Trading Desks Drove Revenues To A Large Extent In Q1

Bank of America reports the performance of its trading operations as a part of its Global Markets operating division. Excluding the impact of CVA/DVA accounting charges, the bank’s fixed income, currencies and commodities (FICC) trading desk reported revenues of over $2.7 billion for the first quarter – almost 90% higher than the dismal $1.5 billion figure for the previous quarter, but 7% below the $2.9 billion reported a year ago. While investment banks normally report a peak in trading revenues for the first quarter, Bank of America benefited from the surge in debt as well as currency trading activity this time around, thanks to the Swiss central bank’s unexpected decision to remove the cap on the Swiss franc. The bank’s equity trading desk also chipped in with revenues of $1.15 billion, which is only slightly below the figure reported for Q1 2014. Total trading revenues of just under $3.9 billion for the quarter represented a 65% jump quarter-on-quarter.

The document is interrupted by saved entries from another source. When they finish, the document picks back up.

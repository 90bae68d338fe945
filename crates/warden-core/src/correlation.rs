//! # Correlation Ids
//!
//! Opaque token linking a logged diagnostic to the externally visible
//! error response. Generation must be collision-resistant across
//! concurrent requests; global ordering is not required.

use std::fmt;

use serde::{Deserialize, Serialize};
use uuid::Uuid;

/// Unique identifier stamped on every internal-error report.
#[derive(Debug, Clone, Copy, PartialEq, Eq, Hash, Serialize, Deserialize)]
pub struct ErrorId(pub Uuid);

impl ErrorId {
    /// Generate a fresh random error id.
    pub fn new() -> Self {
        Self(Uuid::new_v4())
    }

    /// Access the inner UUID.
    pub fn as_uuid(&self) -> &Uuid {
        &self.0
    }
}

impl Default for ErrorId {
    fn default() -> Self {
        Self::new()
    }
}

impl fmt::Display for ErrorId {
    fn fmt(&self, f: &mut fmt::Formatter<'_>) -> fmt::Result {
        write!(f, "{}", self.0)
    }
}
//! # warden-core — Foundational Types for the Warden Validation Stack
//!
//! This crate defines the vocabulary shared by the constraint engine and
//! the reporting boundary. Every other crate in the workspace depends on
//! `warden-core`; it depends on nothing internal.
//!
//! ## Key Design Principles
//!
//! 1. **Property paths are structured data.** A [`PropertyPath`] is an
//!    ordered segment sequence, not a string. The rendered form
//!    (`categorized_emails<K>[a].<map key>`) is a fixed formatting
//!    contract, produced in exactly one place.
//!
//! 2. **Violations are a sorted set.** [`ViolationSet`] iterates in
//!    rendered-path-then-message order so every rendering of the same
//!    validation outcome is byte-identical.
//!
//! 3. **Error classification is data, not control flow.** A violation's
//!    [`ViolationOrigin`] is tagged at the call site and carried to the
//!    reporter inside [`ConstraintViolationError`]. No classification
//!    by stack unwinding or exception type.
//!
//! ## Crate Policy
//!
//! - No dependencies on other `warden-*` crates (leaf of the DAG).
//! - No `unsafe` code.
//! - No `panic!()` or `.unwrap()` outside tests.
//! - All public types derive `Debug`, `Clone`, and implement
//!   `Serialize`/`Deserialize`.

pub mod correlation;
pub mod origin;
pub mod path;
pub mod violation;

// Re-export primary types for ergonomic imports.
pub use correlation::ErrorId;
pub use origin::{ErrorCategory, ViolationOrigin};
pub use path::{PathSegment, PropertyPath};
pub use violation::{ConstraintViolationError, Violation, ViolationSet};
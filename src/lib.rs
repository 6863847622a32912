//! # Tyche - Mock JSON Data Service
//!
//! Tyche turns user-authored field schemas into mock JSON records. A schema
//! is a tree of typed fields (strings, numbers, booleans, dates, objects,
//! arrays); the engine walks the tree and produces either a structural type
//! descriptor for previewing or concrete randomized records, with
//! index-derived primary keys for stable record identity.
//!
//! ## Features
//!
//! - **Mock generation**: type-directed random values, thematic string pools
//!   selected by field-name inference, bounded random dates
//! - **Primary keys**: deterministic per-record sequencing for root
//!   string/number key fields
//! - **Schema preview**: pure structural descriptor conversion
//! - **Templates**: file-backed named schema snapshots with built-in examples
//! - **Metrics**: Prometheus metrics for monitoring
//! - **Health checks**: Kubernetes-ready health endpoints
//!
//! ## Quick Start
//!
//! ```rust
//! use tyche::adapters::mock_generator::generate_multiple_from_schema;
//! use tyche::domain::{Field, FieldType};
//!
//! let schema = vec![Field {
//!     name: "id".to_string(),
//!     field_type: FieldType::Number,
//!     is_primary_key: true,
//!     ..Field::default()
//! }];
//! let records = generate_multiple_from_schema(&schema, 3);
//! assert_eq!(records[0]["id"], 1);
//! ```
//!
//! ## Architecture
//!
//! Tyche follows Hexagonal Architecture:
//! - **Domain**: the field-tree data model
//! - **Adapters**: generation engine, descriptor converter, HTTP handlers
//! - **Persistence**: the template store
//! - **Config**: configuration management

pub mod adapters;
pub mod cli;
pub mod config;
pub mod domain;
pub mod persistence;

use crate::adapters::api_handler::{self, ApiState};
use crate::adapters::health_handler::HealthHandler;
use crate::adapters::metrics_handler::MetricsHandler;
use axum::{
    routing::{get, post},
    Router,
};
use std::sync::Arc;

/// Creates the Axum application router with all endpoints configured.
///
/// # Arguments
///
/// * `api_state` - Shared state for the generation/preview/template endpoints
/// * `health_handler` - Health check handler
/// * `metrics_handler` - Metrics collection handler
///
/// # Returns
///
/// Configured Axum Router
pub fn create_app(
    api_state: ApiState,
    health_handler: Arc<HealthHandler>,
    metrics_handler: Arc<MetricsHandler>,
) -> Router {
    // API routes for the schema editing UI
    let api_router = Router::new()
        .route("/schema/generate", post(api_handler::generate_data))
        .route("/schema/preview", post(api_handler::preview_schema))
        .route(
            "/templates",
            get(api_handler::list_templates).post(api_handler::create_template),
        )
        .route(
            "/templates/:id",
            get(api_handler::get_template).delete(api_handler::delete_template),
        )
        .with_state(api_state);

    let router = Router::new()
        // Health check endpoints
        .route(
            "/health",
            get({
                let handler = health_handler.clone();
                move || {
                    let h = handler.clone();
                    async move { h.health().await }
                }
            }),
        )
        .route(
            "/health/ready",
            get({
                let handler = health_handler.clone();
                move || {
                    let h = handler.clone();
                    async move { h.ready().await }
                }
            }),
        )
        .route(
            "/health/live",
            get({
                let handler = health_handler;
                move || {
                    let h = handler.clone();
                    async move { h.live().await }
                }
            }),
        )
        // Metrics endpoint
        .route(
            "/metrics",
            get({
                let handler = metrics_handler;
                move || {
                    let h = handler.clone();
                    async move { h.metrics().await }
                }
            }),
        )
        .nest("/api", api_router);

    router.layer(
        tower_http::cors::CorsLayer::new()
            .allow_origin(tower_http::cors::Any)
            .allow_methods(tower_http::cors::Any)
            .allow_headers(tower_http::cors::Any),
    )
}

Wealth Management Business Anchored Results

Bank of America’s wealth management operations may not be responsible for driving the top line as aggressively as its trading operations, but it definitely provides the bank’s diversified business model a steady and reliable revenue stream – one that has anchored results for several quarters now. According to our estimates, roughly 14% of Bank of America’s total share value comes from its wealth management operations – almost the same as the contribution of its trading desks. The division generated $4.5 billion in revenues for Q1 – slightly below the figure for Q1 2014 largely due to a lower interest income. Notably, this represents almost 22% of Bank of America’s total revenues for the quarter. The steady increase in the size of the bank’s total client assets (which crossed the $2.5-trillion mark in Q1 2015) has been the primary driver of growth in these revenues over recent years.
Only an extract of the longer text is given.